**Your assignment:**
Set down each record exactly as written.

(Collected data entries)
::::::::::
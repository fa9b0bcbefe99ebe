//! Waveform generator
//!
//! A single generic driver produces every transmitted tone. It holds a
//! CORDIC oscillator at a nominal frequency and moves between numeric
//! targets (phase, amplitude, duration) supplied by a [`TargetSource`].
//!
//! Phase changes are made by briefly detuning the oscillator so that the
//! extra phase accumulates linearly over the glide. The waveform therefore
//! never jumps, and the amplitude ramps linearly alongside.

use std::collections::VecDeque;
use std::f64::consts::TAU;

use crate::dsp::Oscillator;

/// Where the generator should be at the end of a stage
#[derive(Debug, Clone, Copy, PartialEq)]
pub struct Target {
    /// Phase offset from the nominal oscillator, radians
    pub phase: f64,
    pub amplitude: f64,
    /// Stage length in samples; zero holds forever
    pub steps: u32,
}

impl Target {
    /// Hold this phase and amplitude indefinitely
    pub fn hold(phase: f64, amplitude: f64) -> Self {
        Self {
            phase,
            amplitude,
            steps: 0,
        }
    }

    /// Reach this phase and amplitude after `steps` samples
    pub fn glide(phase: f64, amplitude: f64, steps: u32) -> Self {
        Self {
            phase,
            amplitude,
            steps,
        }
    }
}

/// Supplies the generator's next target once the current stage ends
pub trait TargetSource {
    /// `current` is the target just reached
    fn next_target(&mut self, current: &Target) -> Target;
}

impl<F> TargetSource for F
where
    F: FnMut(&Target) -> Target,
{
    fn next_target(&mut self, current: &Target) -> Target {
        self(current)
    }
}

/// Current generator stage
#[derive(Debug, Clone, Copy, PartialEq, Eq)]
pub enum Stage {
    /// Stage finished; the next sample pulls a new target
    Expired,
    /// Moving towards the target, `remaining` samples left
    Glide { remaining: u32 },
    /// Parked at the target
    Hold,
}

/// Tone generator parameterized by its target source
pub struct WaveGenerator<S> {
    source: S,
    freq: f64,
    osc: Oscillator,
    target: Target,
    stage: Stage,
    amplitude: f64,
    amplitude_step: f64,
}

impl<S: TargetSource> WaveGenerator<S> {
    /// - `freq`: nominal frequency in cycles per sample (Hz / fs)
    /// - `source`: target supplier; its first target sets the starting phase and amplitude
    pub fn new(freq: f64, mut source: S) -> Self {
        let target = source.next_target(&Target::hold(0.0, 0.0));
        let mut osc = Oscillator::new(freq);
        osc.set_phase(target.phase);
        Self {
            source,
            freq,
            osc,
            amplitude: target.amplitude,
            target,
            stage: Stage::Expired,
            amplitude_step: 0.0,
        }
    }

    /// Produce one sample
    pub fn step(&mut self) -> f64 {
        if self.stage == Stage::Expired {
            self.recalc();
        }
        let value = self.amplitude * self.osc.real();
        self.advance();
        value
    }

    fn advance(&mut self) {
        if let Stage::Glide { remaining } = self.stage {
            self.stage = if remaining <= 1 {
                Stage::Expired
            } else {
                Stage::Glide {
                    remaining: remaining - 1,
                }
            };
        }
        self.osc.advance();
        self.amplitude += self.amplitude_step;
    }

    fn recalc(&mut self) {
        let previous = self.target;
        self.target = self.source.next_target(&previous);

        if self.target.steps == 0 {
            self.stage = Stage::Hold;
            self.amplitude_step = 0.0;
            self.osc.set_freq(self.freq);
        } else {
            let steps = self.target.steps as f64;
            let extra = (self.target.phase - previous.phase) / steps;
            self.stage = Stage::Glide {
                remaining: self.target.steps,
            };
            self.amplitude_step = (self.target.amplitude - self.amplitude) / steps;
            self.osc.set_freq(self.freq + extra / TAU);
        }
    }

    pub fn stage(&self) -> Stage {
        self.stage
    }

    pub fn amplitude(&self) -> f64 {
        self.amplitude
    }
}

/// A sequence of symbols for one tone, each a `(phase, amplitude)` pair.
///
/// The first symbol is held for a whole symbol period; every later symbol
/// glides in over `transition` samples and then holds for `hold` samples.
/// Once exhausted the track parks at the last symbol.
pub struct SymbolTrack {
    targets: VecDeque<Target>,
}

impl SymbolTrack {
    pub fn new(symbols: &[(f64, f64)], transition: u32, hold: u32) -> Self {
        let mut targets = VecDeque::with_capacity(symbols.len() * 2 + 1);
        if let Some(&(phase, amplitude)) = symbols.first() {
            targets.push_back(Target::hold(phase, amplitude));
            targets.push_back(Target::glide(phase, amplitude, transition + hold));
        }
        for &(phase, amplitude) in symbols.iter().skip(1) {
            targets.push_back(Target::glide(phase, amplitude, transition));
            targets.push_back(Target::glide(phase, amplitude, hold));
        }
        Self { targets }
    }
}

impl TargetSource for SymbolTrack {
    fn next_target(&mut self, current: &Target) -> Target {
        self.targets
            .pop_front()
            .unwrap_or_else(|| Target::hold(current.phase, current.amplitude))
    }
}

#[cfg(test)]
mod tests {
    use super::*;
    use crate::dsp::QueueCorrelator;
    use std::f64::consts::PI;

    #[test]
    fn test_constant_source_is_a_pure_tone() {
        let freq = 1000.0 / 48000.0;
        let mut gen = WaveGenerator::new(freq, |_: &Target| Target::hold(0.0, 0.5));
        for n in 0..1000 {
            let expected = 0.5 * (TAU * freq * n as f64).sin();
            let got = gen.step();
            assert!((got - expected).abs() < 1e-9, "sample {n}: {got} vs {expected}");
        }
        assert_eq!(gen.stage(), Stage::Hold);
    }

    #[test]
    fn test_glide_reaches_target_phase_and_amplitude() {
        let freq = 1000.0 / 48000.0;
        let track = SymbolTrack::new(&[(0.0, 0.2), (PI, 0.4)], 480, 1440);
        let mut gen = WaveGenerator::new(freq, track);

        // first symbol: 1920 samples at phase 0
        let mut corr = QueueCorrelator::new(480, freq);
        for _ in 0..1920 {
            corr.add(gen.step());
        }
        assert!((gen.amplitude() - 0.2).abs() < 1e-12);
        let first = corr.phase();

        // transition, then the steady part of the second symbol
        for _ in 0..480 {
            gen.step();
        }
        assert!((gen.amplitude() - 0.4).abs() < 1e-9, "amplitude {}", gen.amplitude());
        let mut corr = QueueCorrelator::new(480, freq);
        // keep the reference oscillator aligned with stream time
        for _ in 0..2400 {
            corr.add(0.0);
        }
        for _ in 0..480 {
            corr.add(gen.step());
        }
        let d = (first - corr.phase()).rem_euclid(TAU);
        assert!((d - PI).abs() < 0.01, "phase moved by {d}, expected π");
    }

    #[test]
    fn test_glide_is_continuous() {
        let freq = 1000.0 / 48000.0;
        let track = SymbolTrack::new(&[(0.0, 0.3), (PI, 0.3)], 480, 100);
        let mut gen = WaveGenerator::new(freq, track);
        let mut last = gen.step();
        // largest possible step of a 0.3 tone near 1 kHz is well under 0.05
        for n in 1..3000 {
            let x = gen.step();
            assert!((x - last).abs() < 0.05, "jump at sample {n}: {last} -> {x}");
            last = x;
        }
    }

    #[test]
    fn test_exhausted_track_parks_at_last_symbol() {
        let track = SymbolTrack::new(&[(0.0, 0.3), (1.0, 0.0)], 10, 10);
        let mut gen = WaveGenerator::new(0.01, track);
        for _ in 0..100 {
            gen.step();
        }
        assert_eq!(gen.stage(), Stage::Hold);
        assert!(gen.amplitude().abs() < 1e-12);
        assert!(gen.step().abs() < 1e-12);
    }

    #[test]
    fn test_empty_track_is_silent_hold() {
        let mut track = SymbolTrack::new(&[], 10, 10);
        let current = Target::hold(0.5, 0.0);
        assert_eq!(track.next_target(&current), current);
    }
}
::::::::::
**Worked solution:**
repository fa9b0bcbefe99ebe
//! Waveform generator
//!
//! A single generic driver produces every transmitted tone. It holds a
//! CORDIC oscillator at a nominal frequency and moves between numeric
//! targets (phase, amplitude, duration) supplied by a [`TargetSource`].
//!
//! Phase changes are made by briefly detuning the oscillator so that the
//! extra phase accumulates linearly over the glide. The waveform therefore
//! never jumps, and the amplitude ramps linearly alongside.

use std::collections::VecDeque;
use std::f64::consts::TAU;

use crate::dsp::Oscillator;

/// Where the generator should be at the end of a stage
#[derive(Debug, Clone, Copy, PartialEq)]
pub struct Target {
    /// Phase offset from the nominal oscillator, radians
    pub phase: f64,
    pub amplitude: f64,
    /// Stage length in samples; zero holds forever
    pub steps: u32,
}

impl Target {
    /// Hold this phase and amplitude indefinitely
    pub fn hold(phase: f64, amplitude: f64) -> Self {
        Self {
            phase,
            amplitude,
            steps: 0,
        }
    }

    /// Reach this phase and amplitude after `steps` samples
    pub fn glide(phase: f64, amplitude: f64, steps: u32) -> Self {
        Self {
            phase,
            amplitude,
            steps,
        }
    }
}

/// Supplies the generator's next target once the current stage ends
pub trait TargetSource {
    /// `current` is the target just reached
    fn next_target(&mut self, current: &Target) -> Target;
}

impl<F> TargetSource for F
where
    F: FnMut(&Target) -> Target,
{
    fn next_target(&mut self, current: &Target) -> Target {
        self(current)
    }
}

/// Current generator stage
#[derive(Debug, Clone, Copy, PartialEq, Eq)]
pub enum Stage {
    /// Stage finished; the next sample pulls a new target
    Expired,
    /// Moving towards the target, `remaining` samples left
    Glide { remaining: u32 },
    /// Parked at the target
    Hold,
}

/// Tone generator parameterized by its target source
pub struct WaveGenerator<S> {
    source: S,
    freq: f64,
    osc: Oscillator,
    target: Target,
    stage: Stage,
    amplitude: f64,
    amplitude_step: f64,
}

impl<S: TargetSource> WaveGenerator<S> {
    /// - `freq`: nominal frequency in cycles per sample (Hz / fs)
    /// - `source`: target supplier; its first target sets the starting phase and amplitude
    pub fn new(freq: f64, mut source: S) -> Self {
        let target = source.next_target(&Target::hold(0.0, 0.0));
        let mut osc = Oscillator::new(freq);
        osc.set_phase(target.phase);
        Self {
            source,
            freq,
            osc,
            amplitude: target.amplitude,
            target,
            stage: Stage::Expired,
            amplitude_step: 0.0,
        }
    }

    /// Produce one sample
    pub fn step(&mut self) -> f64 {
        if self.stage == Stage::Expired {
            self.recalc();
        }
        let value = self.amplitude * self.osc.real();
        self.advance();
        value
    }

    fn advance(&mut self) {
        if let Stage::Glide { remaining } = self.stage {
            self.stage = if remaining <= 1 {
                Stage::Expired
            } else {
                Stage::Glide {
                    remaining: remaining - 1,
                }
            };
        }
        self.osc.advance();
        self.amplitude += self.amplitude_step;
    }

    fn recalc(&mut self) {
        let previous = self.target;
        self.target = self.source.next_target(&previous);

        if self.target.steps == 0 {
            self.stage = Stage::Hold;
            self.amplitude_step = 0.0;
            self.osc.set_freq(self.freq);
        } else {
            let steps = self.target.steps as f64;
            let extra = (self.target.phase - previous.phase) / steps;
            self.stage = Stage::Glide {
                remaining: self.target.steps,
            };
            self.amplitude_step = (self.target.amplitude - self.amplitude) / steps;
            self.osc.set_freq(self.freq + extra / TAU);
        }
    }

    pub fn stage(&self) -> Stage {
        self.stage
    }

    pub fn amplitude(&self) -> f64 {
        self.amplitude
    }
}

/// A sequence of symbols for one tone, each a `(phase, amplitude)` pair.
///
/// The first symbol is held for a whole symbol period; every later symbol
/// glides in over `transition` samples and then holds for `hold` samples.
/// Once exhausted the track parks at the last symbol.
pub struct SymbolTrack {
    targets: VecDeque<Target>,
}

impl SymbolTrack {
    pub fn new(symbols: &[(f64, f64)], transition: u32, hold: u32) -> Self {
        let mut targets = VecDeque::with_capacity(symbols.len() * 2 + 1);
        if let Some(&(phase, amplitude)) = symbols.first() {
            targets.push_back(Target::hold(phase, amplitude));
            targets.push_back(Target::glide(phase, amplitude, transition + hold));
        }
        for &(phase, amplitude) in symbols.iter().skip(1) {
            targets.push_back(Target::glide(phase, amplitude, transition));
            targets.push_back(Target::glide(phase, amplitude, hold));
        }
        Self { targets }
    }
}

impl TargetSource for SymbolTrack {
    fn next_target(&mut self, current: &Target) -> Target {
        self.targets
            .pop_front()
            .unwrap_or_else(|| Target::hold(current.phase, current.amplitude))
    }
}

#[cfg(test)]
mod tests {
    use super::*;
    use crate::dsp::QueueCorrelator;
    use std::f64::consts::PI;

    #[test]
    fn test_constant_source_is_a_pure_tone() {
        let freq = 1000.0 / 48000.0;
        let mut gen = WaveGenerator::new(freq, |_: &Target| Target::hold(0.0, 0.5));
        for n in 0..1000 {
            let expected = 0.5 * (TAU * freq * n as f64).sin();
            let got = gen.step();
            assert!((got - expected).abs() < 1e-9, "sample {n}: {got} vs {expected}");
        }
        assert_eq!(gen.stage(), Stage::Hold);
    }

    #[test]
    fn test_glide_reaches_target_phase_and_amplitude() {
        let freq = 1000.0 / 48000.0;
        let track = SymbolTrack::new(&[(0.0, 0.2), (PI, 0.4)], 480, 1440);
        let mut gen = WaveGenerator::new(freq, track);

        // first symbol: 1920 samples at phase 0
        let mut corr = QueueCorrelator::new(480, freq);
        for _ in 0..1920 {
            corr.add(gen.step());
        }
        assert!((gen.amplitude() - 0.2).abs() < 1e-12);
        let first = corr.phase();

        // transition, then the steady part of the second symbol
        for _ in 0..480 {
            gen.step();
        }
        assert!((gen.amplitude() - 0.4).abs() < 1e-9, "amplitude {}", gen.amplitude());
        let mut corr = QueueCorrelator::new(480, freq);
        // keep the reference oscillator aligned with stream time
        for _ in 0..2400 {
            corr.add(0.0);
        }
        for _ in 0..480 {
            corr.add(gen.step());
        }
        let d = (first - corr.phase()).rem_euclid(TAU);
        assert!((d - PI).abs() < 0.01, "phase moved by {d}, expected π");
    }

    #[test]
    fn test_glide_is_continuous() {
        let freq = 1000.0 / 48000.0;
        let track = SymbolTrack::new(&[(0.0, 0.3), (PI, 0.3)], 480, 100);
        let mut gen = WaveGenerator::new(freq, track);
        let mut last = gen.step();
        // largest possible step of a 0.3 tone near 1 kHz is well under 0.05
        for n in 1..3000 {
            let x = gen.step();
            assert!((x - last).abs() < 0.05, "jump at sample {n}: {last} -> {x}");
            last = x;
        }
    }

    #[test]
    fn test_exhausted_track_parks_at_last_symbol() {
        let track = SymbolTrack::new(&[(0.0, 0.3), (1.0, 0.0)], 10, 10);
        let mut gen = WaveGenerator::new(0.01, track);
        for _ in 0..100 {
            gen.step();
        }
        assert_eq!(gen.stage(), Stage::Hold);
        assert!(gen.amplitude().abs() < 1e-12);
        assert!(gen.step().abs() < 1e-12);
    }

    #[test]
    fn test_empty_track_is_silent_hold() {
        let mut track = SymbolTrack::new(&[], 10, 10);
        let current = Target::hold(0.5, 0.0);
        assert_eq!(track.next_target(&current), current);
    }
}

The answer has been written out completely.